La CPME a fait savoir qu’en raison d’un avis différent, elle a été exclue de cette conférence de presse. Elle précise que la voix exprimée n’est pas celle de l’ensemble des  administrateurs de la Cafat et que cette position n’a pas fait l’objet d’un consensus. Elle n’engage donc ni les partenaires sociaux au sens général, ni le conseil d’administration qui n’a pas encore eu l’occasion de se prononcer. « L’exclusion ne contribue pas à une véritable démocratie sanitaire telle que le prévoit le plan Do Kamo et que tout le monde semble appeler de ses vœux, du moins en apparence », souligne la CPME, qui devait approfondir jeudi, lors d’une conférence de presse.

 

Les partenaires sociaux affirment qu’ils ne feront plus partie du cercle de décision. « Totalement inacceptable », sachant qu’ils représentent « les principaux financeurs du système » par les cotisations patronales et salariales (78 %). « La Cafat sera sous la tutelle de quatre autres directeurs qui recevront directement leurs ordres de l’exécutif et chaque décision devra faire l’objet d’une approbation du gouvernement. Autant qu’il décide tout seul et l’assume jusqu’au bout », lance Christophe Coulson de l’UT CFE-CGC, pour qui le politique prend tout bonnement « la main sur la Cafat et le Ruamm ».
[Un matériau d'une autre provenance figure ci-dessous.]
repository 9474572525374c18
//! Check Email Exists Use Case
//!
//! Advisory lookup used by the sign-up form. The provider stays the
//! authority on uniqueness.

use std::sync::Arc;

use crate::domain::repository::UserRepository;
use crate::error::AuthResult;

/// Check email exists use case
pub struct CheckEmailExistsUseCase<R>
where
    R: UserRepository,
{
    user_repo: Arc<R>,
}

impl<R> CheckEmailExistsUseCase<R>
where
    R: UserRepository,
{
    pub fn new(user_repo: Arc<R>) -> Self {
        Self { user_repo }
    }

    /// `None` when there is nothing to check (no query is made)
    pub async fn execute(&self, email: Option<&str>) -> AuthResult<Option<bool>> {
        let Some(email) = email.filter(|e| !e.is_empty()) else {
            tracing::trace!("Email check skipped");
            return Ok(None);
        };

        let exists = self.user_repo.exists_by_email(email).await?;
        Ok(Some(exists))
    }
}
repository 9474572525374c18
//! Domain Entities

pub mod user;

pub use user::User;
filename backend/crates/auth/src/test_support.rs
//! Test doubles shared by the unit and router tests

use std::collections::HashMap;
use std::sync::atomic::{AtomicUsize, Ordering};
use std::sync::{Arc, Mutex, MutexGuard};

use platform::client::ClientInfo;

use crate::application::config::AuthConfig;
use crate::domain::entity::user::User;
use crate::domain::provider::{AuthProvider, Flow, ProviderError, ProviderParams, ProviderSession};
use crate::domain::value_object::{Email, UserId};
use crate::infra::memory::InMemoryUserRepository;
use crate::presentation::handlers::AuthContext;

/// Provider that keeps accounts in an [`InMemoryUserRepository`]
///
/// Rejections use the plain-text messages a password provider typically
/// sends, so the message heuristics get exercised.
#[derive(Default)]
pub struct FakeProvider {
    users: Arc<InMemoryUserRepository>,
    passwords: Mutex<HashMap<String, (UserId, String)>>,
    sessions: Mutex<HashMap<String, UserId>>,
    fail_next: Mutex<Option<ProviderError>>,
    last_flow: Mutex<Option<Flow>>,
    calls: AtomicUsize,
}

fn lock<T>(mutex: &Mutex<T>) -> MutexGuard<'_, T> {
    mutex.lock().unwrap_or_else(|poisoned| poisoned.into_inner())
}

impl FakeProvider {
    pub fn new() -> Self {
        Self::default()
    }

    pub fn users(&self) -> Arc<InMemoryUserRepository> {
        Arc::clone(&self.users)
    }

    /// Number of provider calls made so far
    pub fn calls(&self) -> usize {
        self.calls.load(Ordering::SeqCst)
    }

    pub fn last_flow(&self) -> Option<Flow> {
        *lock(&self.last_flow)
    }

    /// Fail the next call with `error`
    pub fn fail_next(&self, error: ProviderError) {
        *lock(&self.fail_next) = Some(error);
    }

    pub async fn has_account(&self, email: &str) -> bool {
        self.users.find_by_email(email).await.is_some()
    }

    pub fn has_session(&self, token: &str) -> bool {
        lock(&self.sessions).contains_key(token)
    }

    /// Create an account directly, bypassing the call counter
    pub async fn seed_account(&self, name: &str, email: &str, password: &str) -> UserId {
        let user = User::new(Some(name.to_string()), Email::from_db(email));
        let user_id = user.user_id;
        self.users.insert(user).await.unwrap();
        lock(&self.passwords).insert(email.to_string(), (user_id, password.to_string()));
        user_id
    }

    /// Create an account and a live session for it
    pub async fn seed_session(&self, email: &str) -> (UserId, String) {
        let user_id = self.seed_account("Seeded User", email, "password123").await;
        (user_id, self.issue(user_id))
    }

    fn issue(&self, user_id: UserId) -> String {
        let token = format!("tok-{}", uuid::Uuid::new_v4());
        lock(&self.sessions).insert(token.clone(), user_id);
        token
    }

    fn begin_call(&self) -> Result<(), ProviderError> {
        self.calls.fetch_add(1, Ordering::SeqCst);
        match lock(&self.fail_next).take() {
            Some(error) => Err(error),
            None => Ok(()),
        }
    }
}

impl AuthProvider for FakeProvider {
    async fn sign_in(
        &self,
        _provider: &str,
        params: ProviderParams<'_>,
        _client: &ClientInfo,
    ) -> Result<ProviderSession, ProviderError> {
        *lock(&self.last_flow) = Some(params.flow);
        self.begin_call()?;

        let known = lock(&self.passwords).get(params.email).cloned();

        let user_id = match params.flow {
            Flow::SignIn => match known {
                None => {
                    return Err(ProviderError::rejected(
                        400,
                        None,
                        format!("Account {} not found", params.email),
                    ));
                }
                Some((_, password)) if password != params.password => {
                    return Err(ProviderError::rejected(400, None, "InvalidSecret"));
                }
                Some((user_id, _)) => user_id,
            },
            Flow::SignUp => {
                if known.is_some() {
                    return Err(ProviderError::rejected(
                        400,
                        None,
                        format!("Account {} already exists", params.email),
                    ));
                }
                self.seed_account(params.name.unwrap_or_default(), params.email, params.password)
                    .await
            }
        };

        Ok(ProviderSession {
            token: self.issue(user_id),
            user_id,
        })
    }

    async fn sign_out(&self, token: &str) -> Result<(), ProviderError> {
        self.begin_call()?;
        lock(&self.sessions).remove(token);
        Ok(())
    }

    async fn resolve_session(&self, token: &str) -> Result<Option<UserId>, ProviderError> {
        self.begin_call()?;
        Ok(lock(&self.sessions).get(token).copied())
    }
}

/// Router state over the fake provider and its user store
pub fn test_context() -> (AuthContext<InMemoryUserRepository, FakeProvider>, Arc<FakeProvider>) {
    let provider = Arc::new(FakeProvider::new());
    let context = AuthContext::new(
        provider.users(),
        Arc::clone(&provider),
        Arc::new(AuthConfig::development()),
    );
    (context, provider)
}
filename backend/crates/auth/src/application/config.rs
//! Application Configuration
//!
//! Configuration for the Auth application layer.

use std::time::Duration;

use platform::cookie::CookieConfig;

/// Re-export SameSite from platform
pub use platform::cookie::SameSite;

/// Provider name used for email + password flows
pub const DEFAULT_PROVIDER_NAME: &str = "password";

/// Auth application configuration
#[derive(Debug, Clone)]
pub struct AuthConfig {
    /// Session cookie name
    pub session_cookie_name: String,
    /// Cookie lifetime with "Remember Me" (30 days)
    pub remember_me_ttl: Duration,
    /// Whether to require Secure cookie
    pub cookie_secure: bool,
    /// SameSite policy
    pub cookie_same_site: SameSite,
    /// Provider name passed with every sign-in/sign-up
    pub provider_name: String,
}

impl Default for AuthConfig {
    fn default() -> Self {
        Self {
            session_cookie_name: "portal_session".to_string(),
            remember_me_ttl: Duration::from_secs(30 * 24 * 3600), // 30 days
            cookie_secure: true,
            cookie_same_site: SameSite::Lax,
            provider_name: DEFAULT_PROVIDER_NAME.to_string(),
        }
    }
}

impl AuthConfig {
    /// Create config for development (insecure cookie)
    pub fn development() -> Self {
        Self {
            cookie_secure: false,
            ..Self::default()
        }
    }

    /// Attributes for the session cookie
    pub fn cookie(&self) -> CookieConfig {
        CookieConfig {
            name: self.session_cookie_name.clone(),
            secure: self.cookie_secure,
            same_site: self.cookie_same_site,
            ..CookieConfig::default()
        }
    }

    /// Persistent lifetime with "Remember Me", browser-session cookie otherwise
    pub fn cookie_max_age(&self, remember_me: bool) -> Option<Duration> {
        remember_me.then_some(self.remember_me_ttl)
    }

    /// Set-Cookie value carrying a provider token
    pub fn session_cookie(&self, token: &str, remember_me: bool) -> String {
        self.cookie()
            .build_set_cookie(token, self.cookie_max_age(remember_me))
    }

    /// Set-Cookie value that removes the session cookie
    pub fn clear_session_cookie(&self) -> String {
        self.cookie().build_delete_cookie()
    }
}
Pour eux, cela veut dire aussi que professionnels de santé et les Calédoniens au sens large ne seront pas représentés. Pire, par cette « déconnexion », l’action de l’ARS risque de ne pas répondre à leurs besoins.

DÉMOCRATIE SANITAIRE

« Or, ces besoins ont changé et cette notion n’apparaît nulle part, alors que c’est la préoccupation première », observe Jean-François Cantin, médecin néphrologue, président de Opuss-NC, l’organisation des professionnels et des usagers de la santé constituée en 2022 pour justement faire valoir l’expérience de terrain dans les négociations et défendre une vraie « démocratie sanitaire ». « Les consommateurs des ressources ne sont plus comparables. Désormais, il ne s’agit plus de répondre aux maladies aiguës, mais chroniques. Mettre un couvercle sur la marmite, ça ne marchera pas. Le système explose », prévient-il. Pour eux, c’est même « cette logique purement comptable qui conduit à la désertification médicale et à l’échec de la santé ». « Il faudra se soigner ailleurs », entend-on.

Ces partenaires défendent un Conseil de santé (CDS-NC), présenté au gouvernement il y a un an et qu’ils disent « totalement » inscrit dans les recommandations de l’IGAS et du plan Do Kamo. La Dass et le pouvoir politique définiraient le cadre général et les ressources consacrées à la santé, et la gouvernance opérationnelle des soins serait opérée par ce Conseil qui réunirait les financeurs (partenaires sociaux, provinces, mutuelles), les professionnels de la santé et les représentant d’usagers. L’ASS-NC serait l’unique entité en charge de la prévention. L’instance « rassemblerait tout le monde, avec une gouvernance simplifiée, une clarification des rôles, pour une meilleure utilisation des ressources », résume Mimsy Daly et « mettrait tout le monde en responsabilité », complète Jean-François Cantin.

La machine législative est lancée mais les représentants comptent encore sur le débat public, les consultations, par exemple au Cese. Et le GIP ne pourra pas se créer sans l’accord de la Cafat, « à un moment donné, on devra se prononcer ».